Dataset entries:
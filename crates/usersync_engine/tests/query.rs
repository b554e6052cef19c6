//! Query view behaviour over realistic and generated user sets.

use proptest::prelude::*;
use std::num::NonZeroUsize;
use usersync_engine::{Projection, QueryView, SortKey, ViewQuery, DEFAULT_PAGE_SIZE};
use usersync_protocol::UserRecord;
use usersync_testkit::{
    local_user, page_size_strategy, reqres_users, search_strategy, users_strategy,
};

fn ids(users: &[UserRecord]) -> Vec<u64> {
    users.iter().map(|u| u.id.get()).collect()
}

fn all_pages(
    records: &[UserRecord],
    search: &str,
    sort: SortKey,
    size: NonZeroUsize,
) -> Vec<Projection> {
    let first = QueryView::apply(records, search, sort, 1, size);
    (1..=first.total_pages)
        .map(|page| QueryView::apply(records, search, sort, page, size))
        .collect()
}

#[test]
fn tokens_must_all_match() {
    let records = vec![
        local_user(1, "Ann", "Lee", 0),
        local_user(2, "Anna", "Smith", 0),
        local_user(3, "Bob", "Lee", 0),
    ];
    let view = QueryView::apply(&records, "an le", SortKey::Id, 1, DEFAULT_PAGE_SIZE);
    assert_eq!(ids(&view.items), vec![1]);
}

#[test]
fn date_added_descending_id_ascending() {
    let records = vec![
        local_user(2, "B", "B", 10),
        local_user(1, "A", "A", 30),
        local_user(3, "C", "C", 20),
    ];
    let size = NonZeroUsize::new(10).unwrap();

    let by_date = QueryView::apply(&records, "", SortKey::DateAdded, 1, size);
    assert_eq!(ids(&by_date.items), vec![1, 3, 2]);

    let by_id = QueryView::apply(&records, "", SortKey::Id, 1, size);
    assert_eq!(ids(&by_id.items), vec![1, 2, 3]);
}

#[test]
fn eleven_records_in_pages_of_five() {
    let records: Vec<_> = (1..=11).map(|id| local_user(id, "U", "V", 0)).collect();
    let size = NonZeroUsize::new(5).unwrap();

    let page3 = QueryView::apply(&records, "", SortKey::Id, 3, size);
    assert_eq!(page3.total_pages, 3);
    assert_eq!(page3.items.len(), 1);
    assert!(QueryView::apply(&records, "", SortKey::Id, 4, size).items.is_empty());
}

#[test]
fn empty_set_is_one_empty_page() {
    let view = QueryView::apply_query(&[], &ViewQuery::default());
    assert_eq!(view.total_pages, 1);
    assert!(view.items.is_empty());
}

#[test]
fn reqres_directory_screens() {
    let users = reqres_users();

    let georges = QueryView::apply_query(&users, &ViewQuery::new().with_search("george"));
    assert_eq!(ids(&georges.items), vec![1, 11]);

    let by_name = QueryView::apply_query(&users, &ViewQuery::new().with_sort(SortKey::Name));
    assert_eq!(by_name.total_pages, 2);
    let first_names: Vec<&str> = by_name.items.iter().map(|u| u.first_name.as_str()).collect();
    assert_eq!(
        first_names,
        vec!["Byron", "Charles", "Emma", "Eve", "George", "George"]
    );
    assert_eq!(ids(&by_name.items[4..]), vec![1, 11]);
}

#[test]
fn projection_serializes_for_json_output() {
    let view = QueryView::apply_query(&reqres_users(), &ViewQuery::new().with_page(2));
    let json = serde_json::to_value(&view).unwrap();
    assert_eq!(json["page"], 2);
    assert_eq!(json["total_pages"], 2);
    assert_eq!(json["items"][0]["id"], 7);
    assert_eq!(json["items"][0]["created_at"], 0);
}

proptest! {
    #[test]
    fn filter_returns_only_matches(users in users_strategy(40), search in search_strategy()) {
        let matches = QueryView::filter(&users, &search);
        let tokens: Vec<String> = search.split_whitespace().map(str::to_lowercase).collect();

        for user in &matches {
            let name = user.full_name().to_lowercase();
            prop_assert!(tokens.iter().all(|t| name.contains(t.as_str())));
        }
        let expected = users.iter().filter(|u| {
            let name = u.full_name().to_lowercase();
            tokens.iter().all(|t| name.contains(t.as_str()))
        }).count();
        prop_assert_eq!(expected, matches.len());
    }

    #[test]
    fn pages_partition_the_matches(
        users in users_strategy(40),
        search in search_strategy(),
        size in page_size_strategy(),
        sort in prop::sample::select(SortKey::ALL.to_vec()),
    ) {
        let mut expected = QueryView::filter(&users, &search);
        QueryView::sort(&mut expected, sort);

        let pages = all_pages(&users, &search, sort, size);
        let joined: Vec<UserRecord> = pages.iter().flat_map(|p| p.items.clone()).collect();
        prop_assert_eq!(&joined, &expected);

        for page in &pages {
            prop_assert!(page.items.len() <= size.get());
            prop_assert_eq!(page.total_matches, expected.len());
        }
        let beyond = QueryView::apply(&users, &search, sort, pages.len() + 1, size);
        prop_assert!(beyond.items.is_empty());
    }

    #[test]
    fn sorts_are_ordered_and_stable(users in users_strategy(40)) {
        let mut by_name = users.clone();
        QueryView::sort(&mut by_name, SortKey::Name);
        for pair in by_name.windows(2) {
            let (a, b) = (pair[0].first_name.to_lowercase(), pair[1].first_name.to_lowercase());
            prop_assert!(a <= b);
            if a == b {
                let pos = |id| users.iter().position(|u| u.id == id);
                prop_assert!(pos(pair[0].id) < pos(pair[1].id));
            }
        }

        let mut by_date = users.clone();
        QueryView::sort(&mut by_date, SortKey::DateAdded);
        for pair in by_date.windows(2) {
            prop_assert!(pair[0].created_at >= pair[1].created_at);
        }
    }
}
//! Time source used to stamp merged and created records.

use std::fmt;
use std::sync::atomic::{AtomicI64, Ordering};
use usersync_protocol::Timestamp;

/// A source of wall-clock time.
pub trait Clock: Send + Sync + fmt::Debug {
    /// Returns the current time.
    fn now(&self) -> Timestamp;
}

/// The system clock.
#[derive(Debug, Default, Clone, Copy)]
pub struct SystemClock;

impl Clock for SystemClock {
    fn now(&self) -> Timestamp {
        Timestamp::now()
    }
}

/// A clock that only moves when told to.
#[derive(Debug)]
pub struct ManualClock {
    millis: AtomicI64,
}

impl ManualClock {
    /// Creates a clock stopped at `start`.
    pub fn new(start: Timestamp) -> Self {
        Self {
            millis: AtomicI64::new(start.as_millis()),
        }
    }

    /// Sets the current time.
    pub fn set(&self, time: Timestamp) {
        self.millis.store(time.as_millis(), Ordering::SeqCst);
    }

    /// Moves the clock forward.
    pub fn advance_millis(&self, millis: i64) {
        self.millis.fetch_add(millis, Ordering::SeqCst);
    }
}

impl Clock for ManualClock {
    fn now(&self) -> Timestamp {
        Timestamp::from_millis(self.millis.load(Ordering::SeqCst))
    }
}

#[cfg(test)]
mod tests {
    use super::*;

    #[test]
    fn manual_clock_moves_only_when_told() {
        let clock = ManualClock::new(Timestamp::from_millis(1_000));
        assert_eq!(clock.now(), Timestamp::from_millis(1_000));
        assert_eq!(clock.now(), Timestamp::from_millis(1_000));

        clock.advance_millis(250);
        assert_eq!(clock.now(), Timestamp::from_millis(1_250));

        clock.set(Timestamp::from_millis(5));
        assert_eq!(clock.now(), Timestamp::from_millis(5));
    }

    #[test]
    fn system_clock_is_after_epoch() {
        assert!(SystemClock.now().as_millis() > 0);
    }
}
//! In-memory user store for testing.

use crate::error::{StoreError, StoreResult};
use crate::store::LocalUserStore;
use parking_lot::RwLock;
use std::collections::BTreeMap;
use usersync_protocol::{UserId, UserRecord};

/// An in-memory user store.
///
/// This store keeps all records in memory and is suitable for:
/// - Unit tests
/// - Integration tests
/// - Ephemeral sessions that don't need persistence
///
/// # Thread Safety
///
/// This store is thread-safe and can be shared across threads. Every
/// operation takes the lock once, so each write is atomic for readers.
///
/// # Example
///
/// ```rust
/// use usersync_protocol::{Timestamp, UserId, UserRecord};
/// use usersync_store::{InMemoryUserStore, LocalUserStore};
///
/// let store = InMemoryUserStore::new();
/// store
///     .insert(&UserRecord::new(UserId::new(3), "c@d.e", "Cy", "Do", "", Timestamp::UNSET))
///     .unwrap();
/// assert_eq!(store.len().unwrap(), 1);
/// ```
#[derive(Debug, Default)]
pub struct InMemoryUserStore {
    users: RwLock<BTreeMap<UserId, UserRecord>>,
}

impl InMemoryUserStore {
    /// Creates a new empty store.
    #[must_use]
    pub fn new() -> Self {
        Self::default()
    }

    /// Creates a store pre-populated with records.
    ///
    /// Later records replace earlier ones with the same id.
    #[must_use]
    pub fn with_users(users: impl IntoIterator<Item = UserRecord>) -> Self {
        let users = users.into_iter().map(|user| (user.id, user)).collect();
        Self {
            users: RwLock::new(users),
        }
    }

    /// Removes every record.
    pub fn clear(&self) {
        self.users.write().clear();
    }
}

impl LocalUserStore for InMemoryUserStore {
    fn get_all(&self) -> StoreResult<Vec<UserRecord>> {
        Ok(self.users.read().values().cloned().collect())
    }

    fn get_by_id(&self, id: UserId) -> StoreResult<Option<UserRecord>> {
        Ok(self.users.read().get(&id).cloned())
    }

    fn insert(&self, user: &UserRecord) -> StoreResult<()> {
        self.users.write().insert(user.id, user.clone());
        Ok(())
    }

    fn update(&self, user: &UserRecord) -> StoreResult<()> {
        let mut users = self.users.write();
        match users.get_mut(&user.id) {
            Some(existing) => {
                *existing = user.clone();
                Ok(())
            }
            None => Err(StoreError::NotFound(user.id)),
        }
    }

    fn delete(&self, user: &UserRecord) -> StoreResult<()> {
        self.users
            .write()
            .remove(&user.id)
            .map(|_| ())
            .ok_or(StoreError::NotFound(user.id))
    }

    fn len(&self) -> StoreResult<usize> {
        Ok(self.users.read().len())
    }

    fn max_id(&self) -> StoreResult<Option<UserId>> {
        Ok(self.users.read().keys().next_back().copied())
    }
}
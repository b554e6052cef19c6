//! Remote user source abstraction.

use crate::error::{FetchError, FetchResult};
use parking_lot::Mutex;
use std::collections::HashMap;
use std::sync::Arc;
use std::time::Duration;
use usersync_protocol::{UserRecord, UsersPage};

/// One page of remote users.
#[derive(Debug, Clone, Default, PartialEq, Eq)]
pub struct RemotePage {
    /// Users on the page, in server order.
    pub users: Vec<UserRecord>,
    /// Total number of pages, if the server reports it.
    pub total_pages: Option<u32>,
}

impl RemotePage {
    /// Creates a page without a reported total.
    pub fn new(users: Vec<UserRecord>) -> Self {
        Self {
            users,
            total_pages: None,
        }
    }

    /// Sets the reported total page count.
    pub fn with_total_pages(mut self, total_pages: u32) -> Self {
        self.total_pages = Some(total_pages);
        self
    }

    /// Returns true if the page holds no users.
    pub fn is_empty(&self) -> bool {
        self.users.is_empty()
    }
}

impl From<UsersPage> for RemotePage {
    fn from(page: UsersPage) -> Self {
        let total_pages = page.total_pages;
        Self {
            users: page.into_records(),
            total_pages,
        }
    }
}

/// A paginated source of remote user records.
///
/// Pages are numbered from 1. Implementations return the page in stable
/// server order or fail explicitly; they never retry on their own.
pub trait RemoteUserSource: Send + Sync {
    /// Fetches one page.
    ///
    /// # Errors
    ///
    /// Returns [`FetchError::Unsuccessful`] if the server answered without a
    /// usable page and [`FetchError::Transport`] if no response was decoded.
    fn fetch_page(&self, page: u32) -> FetchResult<RemotePage>;
}

impl<S: RemoteUserSource + ?Sized> RemoteUserSource for Arc<S> {
    fn fetch_page(&self, page: u32) -> FetchResult<RemotePage> {
        (**self).fetch_page(page)
    }
}

/// A scripted user source for testing.
///
/// Pages past the scripted ones come back empty.
#[derive(Debug, Default)]
pub struct MockUserSource {
    pages: Mutex<Vec<Vec<UserRecord>>>,
    total_pages: Mutex<Option<u32>>,
    failures: Mutex<HashMap<u32, FetchError>>,
    requests: Mutex<Vec<u32>>,
    latency: Mutex<Option<Duration>>,
}

impl MockUserSource {
    /// Creates a source with no pages.
    pub fn new() -> Self {
        Self::default()
    }

    /// Creates a source serving the given pages, starting at page 1.
    pub fn with_pages(pages: Vec<Vec<UserRecord>>) -> Self {
        let source = Self::new();
        *source.pages.lock() = pages;
        source
    }

    /// Replaces the scripted pages.
    pub fn set_pages(&self, pages: Vec<Vec<UserRecord>>) {
        *self.pages.lock() = pages;
    }

    /// Appends a page after the scripted ones.
    pub fn push_page(&self, users: Vec<UserRecord>) {
        self.pages.lock().push(users);
    }

    /// Reports `total` as the page count on every response.
    pub fn set_total_pages(&self, total: Option<u32>) {
        *self.total_pages.lock() = total;
    }

    /// Makes every request for `page` fail with `error`.
    pub fn fail_page(&self, page: u32, error: FetchError) {
        self.failures.lock().insert(page, error);
    }

    /// Removes all injected failures.
    pub fn clear_failures(&self) {
        self.failures.lock().clear();
    }

    /// Delays every response.
    pub fn set_latency(&self, latency: Duration) {
        *self.latency.lock() = Some(latency);
    }

    /// Returns the pages requested so far, in request order.
    pub fn requests(&self) -> Vec<u32> {
        self.requests.lock().clone()
    }

    /// Forgets recorded requests.
    pub fn clear_requests(&self) {
        self.requests.lock().clear();
    }
}

impl RemoteUserSource for MockUserSource {
    fn fetch_page(&self, page: u32) -> FetchResult<RemotePage> {
        self.requests.lock().push(page);

        let latency = *self.latency.lock();
        if let Some(latency) = latency {
            std::thread::sleep(latency);
        }

        if let Some(error) = self.failures.lock().get(&page) {
            return Err(error.clone());
        }

        let users = page
            .checked_sub(1)
            .and_then(|index| self.pages.lock().get(index as usize).cloned())
            .unwrap_or_default();

        Ok(RemotePage {
            users,
            total_pages: *self.total_pages.lock(),
        })
    }
}
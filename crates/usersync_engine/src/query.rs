//! Filtered, sorted and paginated views over the local user set.
//!
//! [`QueryView::apply`] is a pure function: the same records and parameters
//! always produce the same [`Projection`].

use serde::{Deserialize, Serialize};
use std::cmp::Reverse;
use std::fmt;
use std::num::NonZeroUsize;
use std::str::FromStr;
use thiserror::Error;
use usersync_protocol::UserRecord;

/// Default number of users per page.
pub const DEFAULT_PAGE_SIZE: NonZeroUsize = match NonZeroUsize::new(6) {
    Some(size) => size,
    None => unreachable!(),
};

/// Ordering applied to matching records.
#[derive(Debug, Clone, Copy, Default, PartialEq, Eq, Hash, Serialize, Deserialize)]
#[serde(rename_all = "kebab-case")]
pub enum SortKey {
    /// First name, ascending, ignoring case.
    Name,
    /// Identity, ascending.
    #[default]
    Id,
    /// Local discovery time, newest first.
    DateAdded,
}

impl SortKey {
    /// Every sort key, in menu order.
    pub const ALL: [SortKey; 3] = [SortKey::Name, SortKey::Id, SortKey::DateAdded];

    /// Returns the key's textual form.
    pub fn as_str(&self) -> &'static str {
        match self {
            SortKey::Name => "name",
            SortKey::Id => "id",
            SortKey::DateAdded => "date-added",
        }
    }
}

impl fmt::Display for SortKey {
    fn fmt(&self, f: &mut fmt::Formatter<'_>) -> fmt::Result {
        f.write_str(self.as_str())
    }
}

/// Error returned for an unknown sort key name.
#[derive(Debug, Clone, Error, PartialEq, Eq)]
#[error("unknown sort key '{0}' (expected name, id or date-added)")]
pub struct ParseSortKeyError(String);

impl FromStr for SortKey {
    type Err = ParseSortKeyError;

    fn from_str(s: &str) -> Result<Self, Self::Err> {
        match s.trim().to_ascii_lowercase().as_str() {
            "name" => Ok(SortKey::Name),
            "id" => Ok(SortKey::Id),
            "date-added" | "date_added" | "date" => Ok(SortKey::DateAdded),
            _ => Err(ParseSortKeyError(s.to_string())),
        }
    }
}

/// One page of a filtered, sorted view.
#[derive(Debug, Clone, PartialEq, Eq, Serialize)]
pub struct Projection {
    /// Records on the requested page.
    pub items: Vec<UserRecord>,
    /// Requested page number (1-based).
    pub page: usize,
    /// Page size used.
    pub page_size: usize,
    /// Number of pages; at least 1, even when nothing matches.
    pub total_pages: usize,
    /// Number of records that passed the filter.
    pub total_matches: usize,
}

impl Projection {
    /// Returns true if a previous page exists.
    pub fn has_previous(&self) -> bool {
        self.page > 1
    }

    /// Returns true if a following page exists.
    pub fn has_next(&self) -> bool {
        self.page < self.total_pages
    }
}

/// Parameters for one view request.
#[derive(Debug, Clone, PartialEq, Eq)]
pub struct ViewQuery {
    /// Whitespace-separated name tokens; blank matches everything.
    pub search: String,
    /// Ordering.
    pub sort: SortKey,
    /// Page number, starting at 1.
    pub page: usize,
    /// Records per page.
    pub page_size: NonZeroUsize,
}

impl ViewQuery {
    /// Creates the default query: everything, by id, first page of six.
    pub fn new() -> Self {
        Self::default()
    }

    /// Sets the search text.
    pub fn with_search(mut self, search: impl Into<String>) -> Self {
        self.search = search.into();
        self
    }

    /// Sets the sort key.
    pub fn with_sort(mut self, sort: SortKey) -> Self {
        self.sort = sort;
        self
    }

    /// Sets the page number.
    pub fn with_page(mut self, page: usize) -> Self {
        self.page = page;
        self
    }

    /// Sets the page size.
    pub fn with_page_size(mut self, page_size: NonZeroUsize) -> Self {
        self.page_size = page_size;
        self
    }
}

impl Default for ViewQuery {
    fn default() -> Self {
        Self {
            search: String::new(),
            sort: SortKey::Id,
            page: 1,
            page_size: DEFAULT_PAGE_SIZE,
        }
    }
}

/// Filter, sort and paginate operations over user records.
#[derive(Debug, Clone, Copy, Default)]
pub struct QueryView;

impl QueryView {
    /// Computes one page of the view.
    ///
    /// Records match when their lowercased full name contains every
    /// whitespace-separated token of `search`. Matches are sorted stably
    /// by `sort` and sliced into pages of `page_size`. A page outside
    /// `1..=total_pages` yields no items.
    pub fn apply(
        records: &[UserRecord],
        search: &str,
        sort: SortKey,
        page: usize,
        page_size: NonZeroUsize,
    ) -> Projection {
        let mut matches = Self::filter(records, search);
        Self::sort(&mut matches, sort);

        let total_matches = matches.len();
        let size = page_size.get();
        let total_pages = total_matches.div_ceil(size).max(1);

        let start = page
            .checked_sub(1)
            .and_then(|index| index.checked_mul(size))
            .filter(|start| *start < total_matches);
        let items = match start {
            Some(start) => {
                let end = start.saturating_add(size).min(total_matches);
                matches.drain(start..end).collect()
            }
            None => Vec::new(),
        };

        Projection {
            items,
            page,
            page_size: size,
            total_pages,
            total_matches,
        }
    }

    /// Computes the view described by `query`.
    pub fn apply_query(records: &[UserRecord], query: &ViewQuery) -> Projection {
        Self::apply(
            records,
            &query.search,
            query.sort,
            query.page,
            query.page_size,
        )
    }

    /// Returns the records whose full name contains every search token,
    /// in input order.
    pub fn filter(records: &[UserRecord], search: &str) -> Vec<UserRecord> {
        let tokens: Vec<String> = search.split_whitespace().map(str::to_lowercase).collect();
        if tokens.is_empty() {
            return records.to_vec();
        }

        records
            .iter()
            .filter(|record| {
                let name = record.full_name().to_lowercase();
                tokens.iter().all(|token| name.contains(token.as_str()))
            })
            .cloned()
            .collect()
    }

    /// Sorts records in place. Equal keys keep their relative order.
    pub fn sort(records: &mut [UserRecord], key: SortKey) {
        match key {
            SortKey::Name => records.sort_by_cached_key(|record| record.first_name.to_lowercase()),
            SortKey::Id => records.sort_by_key(|record| record.id),
            SortKey::DateAdded => records.sort_by_key(|record| Reverse(record.created_at)),
        }
    }
}

#[cfg(test)]
mod tests {
    use super::*;
    use usersync_protocol::{Timestamp, UserId};

    fn user(id: u64, first: &str, last: &str, created: i64) -> UserRecord {
        UserRecord::new(
            UserId::new(id),
            format!("{}@example.com", first.to_lowercase()),
            first,
            last,
            "",
            Timestamp::from_millis(created),
        )
    }

    fn ids(records: &[UserRecord]) -> Vec<u64> {
        records.iter().map(|record| record.id.get()).collect()
    }

    fn size(n: usize) -> NonZeroUsize {
        NonZeroUsize::new(n).unwrap()
    }

    #[test]
    fn filter_requires_every_token() {
        let records = vec![
            user(1, "Ann", "Lee", 0),
            user(2, "Anna", "Smith", 0),
            user(3, "Bob", "Lee", 0),
        ];

        let view = QueryView::apply(&records, "an le", SortKey::Id, 1, size(10));
        assert_eq!(ids(&view.items), vec![1]);
        assert_eq!(view.total_matches, 1);
    }

    #[test]
    fn filter_is_case_insensitive_and_spans_names() {
        let records = vec![user(1, "George", "Bluth", 0), user(2, "Janet", "Weaver", 0)];

        assert_eq!(ids(&QueryView::filter(&records, "GEORGE")), vec![1]);
        assert_eq!(ids(&QueryView::filter(&records, "ge bl")), vec![1]);
        assert_eq!(ids(&QueryView::filter(&records, "e b")), vec![1]);
        assert!(QueryView::filter(&records, "zed").is_empty());
    }

    #[test]
    fn blank_search_matches_everything() {
        let records = vec![user(1, "A", "B", 0), user(2, "C", "D", 0)];
        assert_eq!(QueryView::filter(&records, "").len(), 2);
        assert_eq!(QueryView::filter(&records, "  \t ").len(), 2);
    }

    #[test]
    fn sort_by_name_ignores_case_and_is_stable() {
        let mut records = vec![
            user(1, "bob", "One", 0),
            user(2, "Alice", "Two", 0),
            user(3, "Bob", "Three", 0),
            user(4, "alice", "Four", 0),
        ];
        QueryView::sort(&mut records, SortKey::Name);
        assert_eq!(ids(&records), vec![2, 4, 1, 3]);
    }

    #[test]
    fn sort_by_id_ascending() {
        let mut records = vec![user(3, "C", "", 0), user(1, "A", "", 0), user(2, "B", "", 0)];
        QueryView::sort(&mut records, SortKey::Id);
        assert_eq!(ids(&records), vec![1, 2, 3]);
    }

    #[test]
    fn sort_by_date_added_newest_first() {
        let mut records = vec![
            user(1, "A", "", 100),
            user(2, "B", "", 300),
            user(3, "C", "", 200),
            user(4, "D", "", 300),
        ];
        QueryView::sort(&mut records, SortKey::DateAdded);
        assert_eq!(ids(&records), vec![2, 4, 3, 1]);
    }

    #[test]
    fn pagination_boundaries() {
        let records: Vec<_> = (1..=11).map(|id| user(id, "U", "", 0)).collect();

        let page3 = QueryView::apply(&records, "", SortKey::Id, 3, size(5));
        assert_eq!(page3.total_pages, 3);
        assert_eq!(ids(&page3.items), vec![11]);
        assert!(page3.has_previous());
        assert!(!page3.has_next());

        let page4 = QueryView::apply(&records, "", SortKey::Id, 4, size(5));
        assert!(page4.items.is_empty());
        assert_eq!(page4.total_pages, 3);

        let page0 = QueryView::apply(&records, "", SortKey::Id, 0, size(5));
        assert!(page0.items.is_empty());

        let far = QueryView::apply(&records, "", SortKey::Id, usize::MAX, size(5));
        assert!(far.items.is_empty());
    }

    #[test]
    fn empty_set_has_one_page() {
        let view = QueryView::apply(&[], "", SortKey::Name, 1, DEFAULT_PAGE_SIZE);
        assert_eq!(view.total_pages, 1);
        assert_eq!(view.total_matches, 0);
        assert!(view.items.is_empty());
        assert!(!view.has_next());
    }

    #[test]
    fn view_query_defaults() {
        let query = ViewQuery::default();
        assert_eq!(query.search, "");
        assert_eq!(query.sort, SortKey::Id);
        assert_eq!(query.page, 1);
        assert_eq!(query.page_size.get(), 6);
    }

    #[test]
    fn apply_query_matches_apply() {
        let records: Vec<_> = (1..=8).map(|id| user(id, "Same", "", id as i64)).collect();
        let query = ViewQuery::new()
            .with_sort(SortKey::DateAdded)
            .with_page(2)
            .with_page_size(size(3));

        let view = QueryView::apply_query(&records, &query);
        assert_eq!(ids(&view.items), vec![5, 4, 3]);
        assert_eq!(view.total_pages, 3);
    }

    #[test]
    fn sort_key_parsing() {
        assert_eq!("name".parse::<SortKey>().unwrap(), SortKey::Name);
        assert_eq!("ID".parse::<SortKey>().unwrap(), SortKey::Id);
        assert_eq!("date-added".parse::<SortKey>().unwrap(), SortKey::DateAdded);
        assert!("age".parse::<SortKey>().is_err());

        for key in SortKey::ALL {
            assert_eq!(key.to_string().parse::<SortKey>().unwrap(), key);
        }
    }
}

TASK DETAILS: Where a line of the data includes the string "InMemoryUserStore", list that line.

ANSWER SECTION:
/// use usersync_store::{InMemoryUserStore, LocalUserStore};
/// let store = InMemoryUserStore::new();
pub struct InMemoryUserStore {
impl InMemoryUserStore {
impl LocalUserStore for InMemoryUserStore {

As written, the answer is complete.